**Exercise objective**
Wherever the word "else" appears in a line of the data, that line should be copied.

**Data for processing**

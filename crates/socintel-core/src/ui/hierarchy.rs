//! Checkbox hierarchy visibility.
//!
//! Options are laid out as a flat list where each entry carries a nesting
//! level; children follow their parent. Levels above 1 are hidden unless
//! the option directly above them in the hierarchy is checked.

/// One labelled option in document order.
#[derive(Debug, Clone, PartialEq, Eq)]
pub struct CheckboxNode {
    pub label: String,
    /// Nesting level; `None` when the entry carries no (parseable) level.
    pub level: Option<u32>,
    /// Checkbox state; `None` when the entry has no checkbox.
    pub checked: Option<bool>,
}

impl CheckboxNode {
    pub fn new(label: impl Into<String>, level: u32, checked: bool) -> Self {
        Self {
            label: label.into(),
            level: Some(level),
            checked: Some(checked),
        }
    }
}

/// Visibility of each node, index-aligned with `nodes`.
///
/// Entries deeper than level 1 start hidden; everything else keeps its
/// (visible) default. Each checked node then reveals the following entries
/// exactly one level deeper, stopping at the first entry at its own level
/// or shallower. Level-less entries are skipped during that scan.
pub fn visible_set(nodes: &[CheckboxNode]) -> Vec<bool> {
    let mut visible: Vec<bool> = nodes
        .iter()
        .map(|n| !matches!(n.level, Some(level) if level > 1))
        .collect();

    for (index, node) in nodes.iter().enumerate() {
        let (Some(level), Some(true)) = (node.level, node.checked) else {
            continue;
        };
        for (offset, child) in nodes[index + 1..].iter().enumerate() {
            let Some(child_level) = child.level else {
                continue;
            };
            if child_level <= level {
                break;
            }
            if child_level == level + 1 {
                visible[index + 1 + offset] = true;
            }
        }
    }

    visible
}

#[cfg(test)]
mod tests {
    use super::*;

    fn node(level: u32, checked: bool) -> CheckboxNode {
        CheckboxNode::new(format!("l{level}"), level, checked)
    }

    #[test]
    fn nested_levels_hidden_by_default() {
        let nodes = [node(1, false), node(2, true), node(3, true)];
        assert_eq!(visible_set(&nodes), vec![true, false, true]);
    }

    #[test]
    fn checked_parent_reveals_direct_children_only() {
        let nodes = [node(1, true), node(2, false), node(3, false), node(2, false), node(1, false)];
        assert_eq!(visible_set(&nodes), vec![true, true, false, true, true]);
    }

    #[test]
    fn scan_stops_at_sibling_and_skips_levelless() {
        let nodes = [
            node(1, true),
            CheckboxNode {
                label: "note".into(),
                level: None,
                checked: None,
            },
            node(2, false),
            node(1, false),
            node(2, false),
        ];
        assert_eq!(visible_set(&nodes), vec![true, true, true, true, false]);
    }
}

**Written response**
/// Entries deeper than level 1 start hidden; everything else keeps its
        let (Some(level), Some(true)) = (node.level, node.checked) else {
            let Some(child_level) = child.level else {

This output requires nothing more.